## MATERIAL SUPPLIED
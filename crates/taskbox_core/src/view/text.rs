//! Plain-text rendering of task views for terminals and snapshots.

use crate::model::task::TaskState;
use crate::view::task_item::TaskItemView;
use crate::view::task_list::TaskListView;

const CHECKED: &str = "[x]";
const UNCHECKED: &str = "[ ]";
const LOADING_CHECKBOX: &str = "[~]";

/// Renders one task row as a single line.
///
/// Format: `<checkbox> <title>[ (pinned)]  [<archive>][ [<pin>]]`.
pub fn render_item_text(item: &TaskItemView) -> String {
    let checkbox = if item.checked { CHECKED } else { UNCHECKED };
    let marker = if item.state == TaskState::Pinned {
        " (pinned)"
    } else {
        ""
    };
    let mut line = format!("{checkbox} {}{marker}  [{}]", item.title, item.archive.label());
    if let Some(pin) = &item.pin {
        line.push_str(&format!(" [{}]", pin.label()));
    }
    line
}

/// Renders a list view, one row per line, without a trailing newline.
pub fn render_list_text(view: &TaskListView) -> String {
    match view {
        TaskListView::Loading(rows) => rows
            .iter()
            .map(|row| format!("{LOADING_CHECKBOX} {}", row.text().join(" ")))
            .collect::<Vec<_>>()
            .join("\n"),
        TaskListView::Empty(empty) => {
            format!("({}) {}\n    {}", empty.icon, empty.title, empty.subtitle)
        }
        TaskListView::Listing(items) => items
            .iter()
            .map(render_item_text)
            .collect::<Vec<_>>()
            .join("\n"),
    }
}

## WORK TO COMPLETE
Every line that contains the string "marker" should be copied from the entries.

## FINISHED EXERCISE
    let marker = if item.state == TaskState::Pinned {
    let mut line = format!("{checkbox} {}{marker}  [{}]", item.title, item.archive.label());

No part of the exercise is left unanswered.